The act, designed to accelerate the US transition to a low-carbon economy, contains around $370 billion in subsidies for green energy, as well as tax breaks for US-made electric cars and batteries.
EU countries have poured criticism on the IRA, seeing it as a threat to European jobs, especially in the energy and auto sectors.
Monday’s talks, the third of their kind, are part of a push “to grow the bilateral trade and investment relationship,” according to a National Security Council statement.
Both sides took stock of a dedicated task force’s work on the IRA, noting “preliminary progress made,” said a joint US-EU statement released Monday.
“We acknowledge the EU’s concerns and underline our commitment to address them constructively,” the statement added.
More solid response
“Clearly they are trying to set out our concerns in a non-confrontational manner,” a European official involved in the talks told reporters Monday.
“It was flagged as a dispute, obviously, to which I think we’re still waiting for a more solid response,” he added.
Asked about “tweaks” mentioned last week by US President Joe Biden — so that European companies would not be unfairly treated — the official said the “assessment is that this will be extremely difficult.”
But officials struck a conciliatory note at a press briefing after their meeting, with the EU’s trade commissioner Valdis Dombrovskis saying, “Today we are leaving this meeting a slightly more optimistic than we were entering (it).”
US Secretary of State Antony Blinken, a co-chair of the council, added: “The bottom line is this: We are committed to moving forward together not at the expense of each other, but to the benefit of each other.”
Both sides found agreement on a host of other issues, including an information-sharing system on public support for the semiconductor sector to increase transparency.
They also entered a deal to implement an early warning mechanism to mitigate semiconductor supply chain disruptions “in a cooperative way.”
Both parties launched a “transatlantic initiative on sustainable trade” as well, with an aim to decarbonize energy-intensive industries and help with the transition to more circular economies, the statement said.
But EU Internal Market Commissioner Thierry Breton had decided not to take part in the meetings, his office earlier said, finding that they no longer give enough space to issues of concern to many European industry ministers and businesses.

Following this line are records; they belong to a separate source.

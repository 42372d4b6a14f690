//! seqalign - reference selection, registration and augmentation of
//! multi-sequence scans

mod cli;
mod commands;
mod naming;

use anyhow::Result;
use clap::Parser;
use cli::{Cli, Command};
use std::process;

fn main() {
    let cli = Cli::parse();
    cli.init_logging();

    if let Err(e) = run(cli) {
        eprintln!("Error: {:#}", e);
        process::exit(1);
    }
}

fn run(cli: Cli) -> Result<()> {
    let mut rng = commands::make_rng(cli.seed);
    match cli.command {
        Command::SelectReference { input } => commands::select_reference(&input),
        Command::Convert { input, output } => commands::convert(&input, &output),
        Command::Register { input, output, config } => {
            let config = commands::load_config(config.as_deref())?;
            commands::register(&input, &output, config, &mut rng)
        }
        Command::Augment {
            volumes,
            output,
            intensity,
        } => commands::augment(&volumes, &output, intensity, &mut rng),
    }
}
use seqalign_core::CoreError;
use thiserror::Error;

pub type Result<T> = std::result::Result<T, AugmentError>;

#[derive(Error, Debug)]
pub enum AugmentError {
    /// A sampling range that would yield meaningless filter parameters.
    #[error("Invalid augmentation range '{name}': {reason}")]
    InvalidRange { name: &'static str, reason: String },

    #[error(transparent)]
    Core(#[from] CoreError),
}

impl AugmentError {
    pub fn invalid_range(name: &'static str, reason: impl Into<String>) -> Self {
        Self::InvalidRange {
            name,
            reason: reason.into(),
        }
    }
}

Last month, Breton threatened to appeal to the World Trade Organization and consider retaliatory measures if the United States did not reverse its subsidies.

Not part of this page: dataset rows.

//! Whole-image intensity statistics.

use crate::image::Image;
use burn::tensor::backend::Backend;

fn voxels<B: Backend, const D: usize>(image: &Image<B, D>) -> Vec<f32> {
    match image.data().clone().into_data().convert::<f32>().to_vec::<f32>() {
        Ok(values) => values,
        Err(e) => {
            tracing::warn!(error = ?e, "cannot read voxel values, treating the image as empty");
            Vec::new()
        }
    }
}

/// Median of the non-NaN voxels, averaging the two middle values for even counts.
///
/// Computed in the voxel precision. Returns `None` when every voxel is NaN.
pub fn nan_median<B: Backend, const D: usize>(image: &Image<B, D>) -> Option<f32> {
    let mut values: Vec<f32> = voxels(image).into_iter().filter(|v| !v.is_nan()).collect();
    if values.is_empty() {
        return None;
    }
    values.sort_by(|a, b| a.total_cmp(b));
    let mid = values.len() / 2;
    let median = if values.len() % 2 == 0 {
        (values[mid - 1] + values[mid]) / 2.0
    } else {
        values[mid]
    };
    Some(median)
}

/// Smallest and largest finite voxel values.
pub fn min_max<B: Backend, const D: usize>(image: &Image<B, D>) -> Option<(f32, f32)> {
    voxels(image)
        .into_iter()
        .filter(|v| v.is_finite())
        .fold(None, |acc, v| match acc {
            None => Some((v, v)),
            Some((lo, hi)) => Some((lo.min(v), hi.max(v))),
        })
}

pub fn mean<B: Backend, const D: usize>(image: &Image<B, D>) -> f64 {
    let values = voxels(image);
    if values.is_empty() {
        return 0.0;
    }
    values.iter().map(|&v| v as f64).sum::<f64>() / values.len() as f64
}

/// Truncate toward zero at two decimal places: `trunc(100 v) / 100`.
///
/// The scaling happens in voxel precision, so a stored `0.29` stays `0.29`.
pub fn round_down_to_hundredths(value: f32) -> f64 {
    (value * 100.0).trunc() as f64 / 100.0
}

#[cfg(test)]
mod tests {
    use super::*;
    use crate::spatial::{Direction, Point, Spacing};
    use burn::tensor::{Tensor, TensorData};
    use burn_ndarray::NdArray;

    type B = NdArray<f32>;

    fn line(values: Vec<f32>) -> Image<B, 3> {
        let device = Default::default();
        let n = values.len();
        let data = Tensor::<B, 3>::from_data(TensorData::new(values, [1, 1, n]), &device);
        Image::new(data, Point::origin(), Spacing::uniform(1.0), Direction::identity())
    }

    #[test]
    fn test_nan_median_skips_nan() {
        assert_eq!(nan_median(&line(vec![5.0, f32::NAN, 1.0, 3.0])), Some(3.0));
        assert_eq!(nan_median(&line(vec![4.0, 1.0, 3.0, 2.0])), Some(2.5));
        assert_eq!(nan_median(&line(vec![f32::NAN, f32::NAN])), None);
    }

    #[test]
    fn test_min_max_and_mean() {
        let image = line(vec![2.0, -1.0, 5.0, f32::INFINITY]);
        assert_eq!(min_max(&image), Some((-1.0, 5.0)));
        assert_eq!(mean(&line(vec![1.0, 2.0, 3.0, 6.0])), 3.0);
    }

    #[test]
    fn test_round_down_to_hundredths() {
        assert_eq!(round_down_to_hundredths(3.14159), 3.14);
        assert_eq!(round_down_to_hundredths(2.999), 2.99);
        assert_eq!(round_down_to_hundredths(-1.237), -1.23);
        assert_eq!(round_down_to_hundredths(0.0), 0.0);
    }

    #[test]
    fn test_round_down_keeps_exact_hundredths() {
        assert_eq!(round_down_to_hundredths(0.29), 0.29);
        assert_eq!(round_down_to_hundredths(0.57), 0.57);
        let median = nan_median(&line(vec![0.1, 0.29, 0.5])).unwrap();
        assert_eq!(round_down_to_hundredths(median), 0.29);
    }
}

The plan was also a subject of discussions between President Biden and his French counterpart Emmanuel Macron at a state visit last week.
Biden said both sides have agreed to discuss practical steps to coordinate and align their approaches, though he added that he would not apologize for the act, which he maintains was never intended to disadvantage US allies.
The Trade and Technology Council is co-chaired by Blinken, Secretary of Commerce Gina Raimondo and Trade Representative Katherine Tai, as well as European Commission Executive Vice Presidents Margrethe Vestager and trade commissioner Dombrovskis.